The authors conclude that patients can be reassured that acupuncture offers long-term relief for chronic pain, and that this should be taken into account when assessing the cost-effectiveness of acupuncture.
A study by hospital and university researchers in Londrina, Brazil has shown scalp electro-acupuncture can reduce tinnitus intensity by half, and improve quality of life for affected individuals. Fifty subjects, aged 50 to 85, were randomised to receive either acupuncture or no treatment. Those in the treatment group received electro-acupuncture on the vestibulocochlear scalp line, two times a week for five weeks. The results showed a reduction in tinnitus intensity of 50% in the treatment group, and no change in the control group. Acupuncture was also associated with a decrease in the influence of tinnitus on quality of life, from a classification of “severe interference” to “mild interference”. Again there was no change in the control group.

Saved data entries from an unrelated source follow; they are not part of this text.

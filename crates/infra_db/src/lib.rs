//! Infrastructure Database Layer
//!
//! PostgreSQL adapters for the billing domain ports, built on SQLx.
//!
//! # Architecture
//!
//! The crate follows the repository pattern: [`repositories::PgLedgerStore`]
//! and [`repositories::PgStudentDirectory`] implement the port traits the
//! domain defines, hiding every SQL detail from the ledger core.
//!
//! # Consistency
//!
//! A ledger commit runs in one SQL transaction that takes a per-student
//! advisory lock and verifies the optimistic version before applying the
//! mutation. Concurrent mutations of the same student therefore serialize
//! at the database, while different students proceed in parallel.
//!
//! # Example
//!
//! ```rust,ignore
//! use infra_db::{DatabaseConfig, PgLedgerStore};
//!
//! let pool = DatabaseConfig::new(url).connect().await?;
//! infra_db::run_migrations(&pool).await?;
//! let store = PgLedgerStore::new(pool);
//! ```

pub mod pool;
pub mod error;
pub mod repositories;

pub use pool::{run_migrations, DatabaseConfig, DatabasePool};
pub use error::DatabaseError;
pub use repositories::{PgLedgerStore, PgStudentDirectory};
//! Integration tests for typed identifiers

use core_kernel::{CreditBalanceId, InvoiceId, PaymentId, StudentId};
use uuid::Uuid;

#[test]
fn test_prefixes_are_distinct() {
    assert_eq!(StudentId::PREFIX, "STU");
    assert_eq!(InvoiceId::PREFIX, "INV");
    assert_eq!(PaymentId::PREFIX, "PAY");
    assert_eq!(CreditBalanceId::PREFIX, "CRD");
}

#[test]
fn test_fresh_ids_are_version_7() {
    let id = InvoiceId::new();
    assert_eq!(id.as_uuid().get_version_num(), 7);
}

#[test]
fn test_serde_is_transparent() {
    let id = PaymentId::new();
    let json = serde_json::to_string(&id).unwrap();
    // Serialized as a bare UUID string, not a struct
    assert_eq!(json, format!("\"{}\"", id.as_uuid()));

    let back: PaymentId = serde_json::from_str(&json).unwrap();
    assert_eq!(back, id);
}

#[test]
fn test_display_and_parse_round_trip() {
    let id = StudentId::new();
    let parsed: StudentId = id.to_string().parse().unwrap();
    assert_eq!(parsed, id);

    let raw = Uuid::new_v4();
    let from_raw: StudentId = raw.to_string().parse().unwrap();
    assert_eq!(from_raw.as_uuid(), &raw);
}
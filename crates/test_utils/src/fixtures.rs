//! Test Data Fixtures
//!
//! Pre-built values for the entities the billing tests touch most. All
//! monetary fixtures are in the test currency so suites do not need to
//! thread a currency around.

use chrono::NaiveDate;
use core_kernel::{ClassId, Currency, Money, StudentId, Term};
use rust_decimal_macros::dec;

/// The currency every fixture is denominated in
pub const TEST_CURRENCY: Currency = Currency::KES;

/// Monetary fixtures
pub struct MoneyFixtures;

impl MoneyFixtures {
    /// A typical term's tuition fee
    pub fn tuition_fee() -> Money {
        Money::new(dec!(1000), TEST_CURRENCY)
    }

    /// A typical boarding fee
    pub fn boarding_fee() -> Money {
        Money::new(dec!(450), TEST_CURRENCY)
    }

    /// A payment that only partially covers the tuition fee
    pub fn partial_payment() -> Money {
        Money::new(dec!(400), TEST_CURRENCY)
    }

    /// A small prepayment
    pub fn prepayment() -> Money {
        Money::new(dec!(250), TEST_CURRENCY)
    }

    /// Zero in the test currency
    pub fn zero() -> Money {
        Money::zero(TEST_CURRENCY)
    }
}

/// Identifier fixtures
pub struct IdFixtures;

impl IdFixtures {
    /// A fresh student id
    pub fn student_id() -> StudentId {
        StudentId::new()
    }

    /// A fresh class id
    pub fn class_id() -> ClassId {
        ClassId::new()
    }
}

/// Term and date fixtures
pub struct TermFixtures;

impl TermFixtures {
    /// The term invoices are raised for by default
    pub fn term() -> Term {
        Term::First
    }

    /// The academic year invoices are raised for by default
    pub fn year() -> i32 {
        2026
    }

    /// An issue date early in the term
    pub fn issue_date() -> NaiveDate {
        NaiveDate::from_ymd_opt(2026, 1, 10).unwrap()
    }

    /// An issue date `days` after [`TermFixtures::issue_date`]
    pub fn issue_date_plus(days: u64) -> NaiveDate {
        Self::issue_date() + chrono::Days::new(days)
    }
}
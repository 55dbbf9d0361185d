//! Billing Domain Ports
//!
//! Port interfaces for everything the ledger core needs from the outside
//! world: durable storage, the student/class directory, and event
//! delivery. Adapters implement these traits — PostgreSQL in `infra_db`,
//! in-memory mocks here for tests.
//!
//! # Consistency model
//!
//! [`LedgerStore`] exposes a per-student snapshot/commit pair. A service
//! reads a [`StudentLedger`] snapshot, computes a [`LedgerMutation`], and
//! commits it together with the snapshot's version. The store applies the
//! whole mutation atomically and rejects a stale version with
//! `PortError::Conflict`, which serializes concurrent mutations of the
//! same student's ledger while leaving different students fully parallel.

use async_trait::async_trait;
use serde::{Deserialize, Serialize};

use core_kernel::{
    ClassId, Currency, DomainPort, InvoiceId, Money, PaymentId, PortError, StudentId,
};

use crate::credit::CreditBalance;
use crate::events::BillingEvent;
use crate::invoice::Invoice;
use crate::payment::Payment;

/// A student as the external directory describes one
#[derive(Debug, Clone, Serialize, Deserialize)]
pub struct Student {
    /// Directory identifier
    pub id: StudentId,
    /// First name
    pub first_name: String,
    /// Last name
    pub last_name: String,
    /// Registration number
    pub reg_no: String,
    /// Current class, if enrolled
    pub class_id: Option<ClassId>,
}

impl Student {
    /// Returns the student's display name
    pub fn full_name(&self) -> String {
        format!("{} {}", self.first_name, self.last_name)
    }
}

/// A consistent view of one student's ledger
///
/// Invoices arrive oldest-issued-first and payments oldest-received-first,
/// so FIFO settlement can walk them directly.
#[derive(Debug, Clone)]
pub struct StudentLedger {
    /// The student this snapshot belongs to
    pub student_id: StudentId,
    /// Optimistic-concurrency version; echoed back on commit
    pub version: u64,
    /// All invoices, FIFO by issued date
    pub invoices: Vec<Invoice>,
    /// All payment records, FIFO by payment date
    pub payments: Vec<Payment>,
    /// The credit balance, if one exists
    pub credit: Option<CreditBalance>,
}

impl StudentLedger {
    /// Invoices with an unpaid portion, in settlement order
    pub fn outstanding_invoices(&self) -> Vec<&Invoice> {
        self.invoices.iter().filter(|i| i.is_outstanding()).collect()
    }

    /// The credit amount, zero when no balance record exists
    pub fn credit_amount(&self, currency: Currency) -> Money {
        self.credit
            .as_ref()
            .map(|c| c.amount)
            .unwrap_or_else(|| Money::zero(currency))
    }

    /// Prepayment records not yet tied to an invoice, oldest first
    pub fn unallocated_prepayments(&self) -> Vec<&Payment> {
        self.payments.iter().filter(|p| p.is_credit_payment()).collect()
    }

    /// Looks up an invoice in the snapshot
    pub fn invoice(&self, id: InvoiceId) -> Option<&Invoice> {
        self.invoices.iter().find(|i| i.id == id)
    }

    /// Looks up a payment in the snapshot
    pub fn payment(&self, id: PaymentId) -> Option<&Payment> {
        self.payments.iter().find(|p| p.id == id)
    }

    /// Payment records applied to the given invoice
    pub fn payments_for_invoice(&self, id: InvoiceId) -> Vec<&Payment> {
        self.payments
            .iter()
            .filter(|p| p.invoice_id == Some(id))
            .collect()
    }
}

/// One atomic change set for a student's ledger
///
/// Everything in a mutation commits together or not at all; a payment
/// record is therefore never deleted before the compensating balance
/// change it travels with.
#[derive(Debug, Clone, Default)]
pub struct LedgerMutation {
    /// Invoices to insert or replace
    pub upsert_invoices: Vec<Invoice>,
    /// Invoices to remove
    pub delete_invoices: Vec<InvoiceId>,
    /// Payment records to insert
    pub insert_payments: Vec<Payment>,
    /// Payment records to replace (e.g. a partially consumed prepayment)
    pub update_payments: Vec<Payment>,
    /// Payment records to remove
    pub delete_payments: Vec<PaymentId>,
    /// Credit balance to insert or replace
    pub upsert_credit: Option<CreditBalance>,
}

impl LedgerMutation {
    /// Returns true if the mutation changes nothing
    pub fn is_empty(&self) -> bool {
        self.upsert_invoices.is_empty()
            && self.delete_invoices.is_empty()
            && self.insert_payments.is_empty()
            && self.update_payments.is_empty()
            && self.delete_payments.is_empty()
            && self.upsert_credit.is_none()
    }
}

/// Attempts a service makes before giving up on a conflicted commit
pub const MAX_COMMIT_ATTEMPTS: u32 = 3;

/// Durable storage for the three ledger collections
#[async_trait]
pub trait LedgerStore: DomainPort {
    /// Reads a consistent snapshot of one student's ledger
    async fn snapshot(&self, student_id: StudentId) -> Result<StudentLedger, PortError>;

    /// Applies a mutation atomically
    ///
    /// # Errors
    ///
    /// Returns `PortError::Conflict` when `expected_version` no longer
    /// matches the stored version; the caller re-reads and retries.
    async fn commit(
        &self,
        student_id: StudentId,
        expected_version: u64,
        mutation: LedgerMutation,
    ) -> Result<(), PortError>;

    /// Fetches an invoice by id
    async fn get_invoice(&self, id: InvoiceId) -> Result<Invoice, PortError>;

    /// Fetches a payment by id
    async fn get_payment(&self, id: PaymentId) -> Result<Payment, PortError>;
}

/// The external student/class directory
#[async_trait]
pub trait StudentDirectory: DomainPort {
    /// Looks up a student
    async fn find_student(&self, id: StudentId) -> Result<Option<Student>, PortError>;

    /// Lists the students enrolled in a class
    async fn find_students_in_class(&self, class_id: ClassId) -> Result<Vec<Student>, PortError>;

    /// Lists all students
    async fn list_students(&self) -> Result<Vec<Student>, PortError>;
}

/// Outbound event delivery
#[async_trait]
pub trait EventSink: DomainPort {
    /// Emits one event
    async fn emit(&self, event: &BillingEvent) -> Result<(), PortError>;
}

/// An event sink that logs events instead of delivering them anywhere
///
/// Useful as the default wiring when no realtime transport is configured.
#[derive(Debug, Default)]
pub struct TracingEventSink;

impl DomainPort for TracingEventSink {}

#[async_trait]
impl EventSink for TracingEventSink {
    async fn emit(&self, event: &BillingEvent) -> Result<(), PortError> {
        let payload = serde_json::to_string(event)
            .map_err(|err| PortError::internal(format!("event serialization failed: {err}")))?;
        tracing::info!(event = event.event_type(), %payload, "billing event");
        Ok(())
    }
}

/// In-memory adapters for testing
///
/// These mirror the durable adapters' semantics exactly — including the
/// versioned commit — so ledger behavior can be exercised without a
/// database or transport.
#[cfg(any(test, feature = "mock"))]
pub mod mock {
    use super::*;
    use std::collections::HashMap;
    use std::sync::atomic::{AtomicBool, Ordering};
    use std::sync::Arc;
    use std::time::Duration;
    use tokio::sync::RwLock;

    #[derive(Debug, Default)]
    struct LedgerCells {
        invoices: HashMap<InvoiceId, Invoice>,
        payments: HashMap<PaymentId, Payment>,
        credits: HashMap<StudentId, CreditBalance>,
        versions: HashMap<StudentId, u64>,
    }

    /// In-memory implementation of [`LedgerStore`]
    #[derive(Debug, Default)]
    pub struct MemoryLedgerStore {
        cells: Arc<RwLock<LedgerCells>>,
    }

    impl MemoryLedgerStore {
        /// Creates an empty store
        pub fn new() -> Self {
            Self::default()
        }

        /// Returns the number of stored payment records (test helper)
        pub async fn payment_count(&self) -> usize {
            self.cells.read().await.payments.len()
        }

        /// Returns the number of stored invoices (test helper)
        pub async fn invoice_count(&self) -> usize {
            self.cells.read().await.invoices.len()
        }
    }

    impl DomainPort for MemoryLedgerStore {}

    #[async_trait]
    impl LedgerStore for MemoryLedgerStore {
        async fn snapshot(&self, student_id: StudentId) -> Result<StudentLedger, PortError> {
            let cells = self.cells.read().await;

            let mut invoices: Vec<Invoice> = cells
                .invoices
                .values()
                .filter(|i| i.student_id == student_id)
                .cloned()
                .collect();
            invoices.sort_by(|a, b| {
                a.issued_date
                    .cmp(&b.issued_date)
                    .then(a.created_at.cmp(&b.created_at))
            });

            let mut payments: Vec<Payment> = cells
                .payments
                .values()
                .filter(|p| p.student_id == student_id)
                .cloned()
                .collect();
            payments.sort_by(|a, b| {
                a.payment_date
                    .cmp(&b.payment_date)
                    .then(a.created_at.cmp(&b.created_at))
            });

            Ok(StudentLedger {
                student_id,
                version: cells.versions.get(&student_id).copied().unwrap_or(0),
                invoices,
                payments,
                credit: cells.credits.get(&student_id).cloned(),
            })
        }

        async fn commit(
            &self,
            student_id: StudentId,
            expected_version: u64,
            mutation: LedgerMutation,
        ) -> Result<(), PortError> {
            let mut cells = self.cells.write().await;

            let current = cells.versions.entry(student_id).or_insert(0);
            if *current != expected_version {
                return Err(PortError::conflict(format!(
                    "ledger for student {student_id} moved from version {expected_version} to {current}"
                )));
            }
            *current += 1;

            for id in &mutation.delete_payments {
                cells.payments.remove(id);
            }
            for id in &mutation.delete_invoices {
                cells.invoices.remove(id);
            }
            for payment in mutation.update_payments {
                cells.payments.insert(payment.id, payment);
            }
            for payment in mutation.insert_payments {
                cells.payments.insert(payment.id, payment);
            }
            for invoice in mutation.upsert_invoices {
                cells.invoices.insert(invoice.id, invoice);
            }
            if let Some(credit) = mutation.upsert_credit {
                cells.credits.insert(student_id, credit);
            }

            Ok(())
        }

        async fn get_invoice(&self, id: InvoiceId) -> Result<Invoice, PortError> {
            self.cells
                .read()
                .await
                .invoices
                .get(&id)
                .cloned()
                .ok_or_else(|| PortError::not_found("Invoice", id))
        }

        async fn get_payment(&self, id: PaymentId) -> Result<Payment, PortError> {
            self.cells
                .read()
                .await
                .payments
                .get(&id)
                .cloned()
                .ok_or_else(|| PortError::not_found("Payment", id))
        }
    }

    /// In-memory implementation of [`StudentDirectory`]
    #[derive(Debug, Default)]
    pub struct MockDirectory {
        students: Arc<RwLock<HashMap<StudentId, Student>>>,
    }

    impl MockDirectory {
        /// Creates an empty directory
        pub fn new() -> Self {
            Self::default()
        }

        /// Pre-populates the directory
        pub async fn with_students(students: Vec<Student>) -> Self {
            let directory = Self::new();
            for student in students {
                directory.add_student(student).await;
            }
            directory
        }

        /// Registers a student
        pub async fn add_student(&self, student: Student) {
            self.students.write().await.insert(student.id, student);
        }
    }

    impl DomainPort for MockDirectory {}

    #[async_trait]
    impl StudentDirectory for MockDirectory {
        async fn find_student(&self, id: StudentId) -> Result<Option<Student>, PortError> {
            Ok(self.students.read().await.get(&id).cloned())
        }

        async fn find_students_in_class(
            &self,
            class_id: ClassId,
        ) -> Result<Vec<Student>, PortError> {
            let mut students: Vec<Student> = self
                .students
                .read()
                .await
                .values()
                .filter(|s| s.class_id == Some(class_id))
                .cloned()
                .collect();
            students.sort_by(|a, b| a.reg_no.cmp(&b.reg_no));
            Ok(students)
        }

        async fn list_students(&self) -> Result<Vec<Student>, PortError> {
            let mut students: Vec<Student> =
                self.students.read().await.values().cloned().collect();
            students.sort_by(|a, b| a.reg_no.cmp(&b.reg_no));
            Ok(students)
        }
    }

    /// An event sink that records what it receives
    #[derive(Debug, Default)]
    pub struct RecordingEventSink {
        events: Arc<RwLock<Vec<BillingEvent>>>,
        fail: Arc<AtomicBool>,
        delay: Option<Duration>,
    }

    impl RecordingEventSink {
        /// Creates a sink that accepts everything
        pub fn new() -> Self {
            Self::default()
        }

        /// Creates a sink that delays each emit (for timeout tests)
        pub fn with_delay(delay: Duration) -> Self {
            Self {
                delay: Some(delay),
                ..Self::default()
            }
        }

        /// Makes subsequent emits fail
        pub fn set_failing(&self, failing: bool) {
            self.fail.store(failing, Ordering::SeqCst);
        }

        /// Returns the recorded events
        pub async fn recorded(&self) -> Vec<BillingEvent> {
            self.events.read().await.clone()
        }

        /// Returns the recorded event type names, in order
        pub async fn recorded_types(&self) -> Vec<&'static str> {
            self.events.read().await.iter().map(|e| e.event_type()).collect()
        }
    }

    impl DomainPort for RecordingEventSink {}

    #[async_trait]
    impl EventSink for RecordingEventSink {
        async fn emit(&self, event: &BillingEvent) -> Result<(), PortError> {
            if let Some(delay) = self.delay {
                tokio::time::sleep(delay).await;
            }
            if self.fail.load(Ordering::SeqCst) {
                return Err(PortError::ServiceUnavailable {
                    service: "event-sink".to_string(),
                });
            }
            self.events.write().await.push(event.clone());
            Ok(())
        }
    }
}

The team concludes that the significant levels of improvement justify the use of acupuncture. Their study shows that the technique is safe and does not cause any side effects for patients. However, more studies are required to establish other possible effects of Chinese scalp acupuncture on the auditory system.
(Effectiveness of acupuncture therapy as treatment for tinnitus: a randomized controlled trial. Brazilian Journal of Otorhinolaryngology, July-August 2016.)
A retrospective chart review by doctors at a major Veterans Affairs Medical Centre located in the southeastern United States, suggests that auricular (ear) acupuncture is effective in treating stubborn pain conditions. The review covered 147 patients who had received auricular acupuncture for common pain conditions, including body pain and headaches. Most veterans received fewer than three treatments, separated by three to five months. Patients’ mean pain scores decreased by almost 60%. The majority (84%) reported that treatment was helpful, with treatment benefits lasting one to three months in 47% of patients.
(A case series of auricular acupuncture in a veterans population using a revised auricular mapping-diagnostic paradigm (RAMP-uP). Complementary Therapies in Medicine, August 2016.)
Australian researchers have found that acupuncture may help allergic rhinitis by modulating the body’s immune response to house dust mites. They randomised 151 individuals with persistent allergic rhinitis, to receive real, sham or no acupuncture. The intervention groups had sessions twice-weekly for eight weeks. Various cytokines, pro-inflammatory neuropeptides and immunoglobulins were measured in saliva or plasma from baseline to follow-up at four weeks.
Statistically-significant reductions in total IgE and allergen-specific IgE for house dust mite, were observed only in the real acupuncture group. Nasal obstruction, nasal itch, sneezing, runny nose, eye itch and sleep all improved significantly in the real acupuncture group, and continued to improve up to the follow-up at four weeks. The authors report that the results suggest modulation of expression, sensitivity and/or activation of a cellular receptor which plays a central role in our allergic inflammatory response. They conclude that acupuncture is a safe and effective treatment modality for patients with allergic rhinitis.
(Effect of acupuncture on house dust mite specific IgE, substance P, and symptoms in persistent allergic rhinitis. Annals of Allergy Asthma & Immunology, June 2016.)